Discover St. Vincent and the Grenadines – Botanic Gardens
- By Michael Smart
- December 8, 2014
- No Comments
As you stroll its tranquil grounds, you fall under the alluring spell of its magnificent sights, vibrant colors, and exotic scents. Palm tree branches rustle overhead, the fronds of different species spread in variegated colors, sizes and shapes, from trunks tall and graceful, short and bushy, or sheathed in red. The dazzling yellows, blues, pinks and purples of hibiscus, bougainvillea, flamboyants, apple blossoms, poinsettias, and petreas, capture and enchant the eye. The seductive fragrances of ylang-ylang, lady of the night, coffee, citrus, and a variety of flowering trees and shrubs, perfume the air.You’re in the St. Vincent and the Grenadines Botanic Gardens, located a mile north of Kingstown. A breathtaking 20 acres of spectacular plants, and an aviary housing St. Vincent’s national bird, the Amazona guildingii parrot.
Established in 1765 after the Treaty of Paris retuned St. Vincent to the British in 1763, the Gardens will celebrate its 250th anniversary next year, as one of the oldest Botanic Gardens in the Western Hemisphere, perhaps the oldest in the tropical world. It is also a guide map to St. Vincent’s history.
The original intent by the newly appointed British governor, General Robert Melville, in concert with his military surgeon George Young, who would be the Gardens’ first curator, was to provide medicinal plants for the military, and improve the fledgling colony’s economy. He believed native experience, including old Caribs, and former slaves, who dealt in natural cures, might be worth taking notice of. Melville cleared and set aside 20 acres of land for “the cultivation and improvement of many plants now growing wild, and the import of others from similar climates” which “would be of great utility to the public and vastly improve the resources of the island”.
Melville and Young embarked on the collection and conservation of commercial plant species from across the British empire, including tropical India, Borneo, and other east India possessions. In 1793 the first Breadfruit tree was introduced, the delicate and fragile seeds transported to St. Vincent by the same Captain Bligh who a few years earlier had suffered a munity aboard his ship HMS Bounty. Some seed species were obtained from locations as far distant as China. Other species were obtained by exchanging seeds and plants with the French on Martinique and Guadeloupe, who had also established and maintained gardens on which, like the British, the economies and food supplies of their Caribbean colonies depended. This exchange between islands continued under General de Bouill, during the French repossession of St. Vincent from 1779 to 1783.

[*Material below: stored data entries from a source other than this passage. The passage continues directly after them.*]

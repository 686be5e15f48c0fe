//! Low-level blocking netlink socket operations.

use std::fs::File;
use std::io;
use std::os::unix::io::{AsRawFd, RawFd};
use std::path::Path;
use std::time::Duration;

use bytes::BytesMut;
use netlink_sys::{Socket, SocketAddr, protocols};

use super::error::{Error, Result};

/// A datagram channel to the kernel.
///
/// [`NetlinkSocket`] is the real implementation; the session logic only
/// depends on this trait so it can run against scripted transports.
pub trait Transport {
    /// Send one datagram, returning the number of bytes written.
    fn send(&self, buf: &[u8]) -> io::Result<usize>;

    /// Receive one datagram into the spare capacity of `buf`.
    fn recv(&self, buf: &mut BytesMut) -> io::Result<usize>;

    /// Local port id assigned by the kernel.
    fn port_id(&self) -> u32;
}

/// Blocking NETLINK_NETFILTER socket.
pub struct NetlinkSocket {
    socket: Socket,
    /// Local port ID (assigned by kernel).
    pid: u32,
}

impl NetlinkSocket {
    /// Create a new netfilter netlink socket in the current namespace.
    pub fn new() -> Result<Self> {
        Self::create_socket()
    }

    /// Create a socket that operates in a specific network namespace.
    ///
    /// The namespace is specified by an open file descriptor to a namespace
    /// file (e.g., `/proc/<pid>/ns/net` or `/var/run/netns/<name>`).
    ///
    /// The calling thread switches to the target namespace, creates the
    /// socket, then switches back. The socket keeps operating in the target
    /// namespace.
    pub fn new_in_namespace(ns_fd: RawFd) -> Result<Self> {
        // Save the current namespace so we can restore it
        let current_ns = File::open("/proc/self/ns/net").map_err(|e| {
            Error::Socket(io::Error::new(
                e.kind(),
                format!("cannot open current namespace: {}", e),
            ))
        })?;
        let current_ns_fd = current_ns.as_raw_fd();

        // SAFETY: libc::setns switches the calling thread to the namespace
        // specified by ns_fd, which the caller keeps open for this call.
        let ret = unsafe { libc::setns(ns_fd, libc::CLONE_NEWNET) };
        if ret < 0 {
            return Err(Error::Socket(io::Error::last_os_error()));
        }

        let result = Self::create_socket();

        // SAFETY: current_ns_fd is valid (opened from /proc/self/ns/net above).
        let restore_ret = unsafe { libc::setns(current_ns_fd, libc::CLONE_NEWNET) };
        if restore_ret < 0 {
            tracing::warn!(
                error = %io::Error::last_os_error(),
                "failed to restore original network namespace"
            );
        }

        result
    }

    /// Create a socket in the network namespace at `ns_path`.
    pub fn new_in_namespace_path<P: AsRef<Path>>(ns_path: P) -> Result<Self> {
        let ns_path = ns_path.as_ref();
        let ns_file = File::open(ns_path).map_err(|e| {
            Error::Socket(io::Error::new(
                e.kind(),
                format!("cannot open namespace '{}': {}", ns_path.display(), e),
            ))
        })?;
        Self::new_in_namespace(ns_file.as_raw_fd())
    }

    fn create_socket() -> Result<Self> {
        let mut socket = Socket::new(protocols::NETLINK_NETFILTER)?;

        // Bind to get a port ID
        let mut addr = SocketAddr::new(0, 0);
        socket.bind(&addr)?;
        socket.get_address(&mut addr)?;
        let pid = addr.port_number();

        // Extended ACK is informational only
        socket.set_ext_ack(true).ok();

        tracing::debug!(pid, "netfilter socket bound");
        Ok(Self { socket, pid })
    }

    /// Get the local port ID.
    pub fn pid(&self) -> u32 {
        self.pid
    }

    /// Set the receive deadline (`SO_RCVTIMEO`). `None` blocks forever.
    pub fn set_read_timeout(&self, timeout: Option<Duration>) -> Result<()> {
        let timeout = timeout.unwrap_or(Duration::ZERO);
        let tv = libc::timeval {
            tv_sec: timeout.as_secs() as libc::time_t,
            tv_usec: timeout.subsec_micros() as libc::suseconds_t,
        };

        // SAFETY: tv is a valid timeval that outlives the call and the length
        // passed matches its size.
        let ret = unsafe {
            libc::setsockopt(
                self.as_raw_fd(),
                libc::SOL_SOCKET,
                libc::SO_RCVTIMEO,
                &tv as *const libc::timeval as *const libc::c_void,
                std::mem::size_of::<libc::timeval>() as libc::socklen_t,
            )
        };
        if ret < 0 {
            return Err(Error::Socket(io::Error::last_os_error()));
        }
        Ok(())
    }
}

impl Transport for NetlinkSocket {
    fn send(&self, buf: &[u8]) -> io::Result<usize> {
        self.socket.send(buf, 0)
    }

    fn recv(&self, buf: &mut BytesMut) -> io::Result<usize> {
        self.socket.recv(buf, 0)
    }

    fn port_id(&self) -> u32 {
        self.pid
    }
}

impl AsRawFd for NetlinkSocket {
    fn as_raw_fd(&self) -> RawFd {
        self.socket.as_raw_fd()
    }
}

By 1850, the arduous task of establishing colonies past, the structure, administration, and economic viability of the colonies entrenched, the central role of Botanic Gardens was no longer necessary. Botanic Gardens around the Caribbean, including the Gardens on St. Vincent, lapsed into mere agricultural stations, many deteriorating from neglect. In 1884, St. Vincent initiated a plan to revive the Gardens and its plant collections. In the 130 years since, St. Vincent has continued to improve the grounds, and to introduce new plant species for study, experimentation, and as additions to the collection.
Today, the Botanic Gardens not only provide a link to St. Vincent’s past, it is a contemplative and restful retreat; a source of national pride; one of the most visited tourist spots on St. Vincent; and an enchanting venue for weddings, nature photography, family celebrations, reading, or just strolling.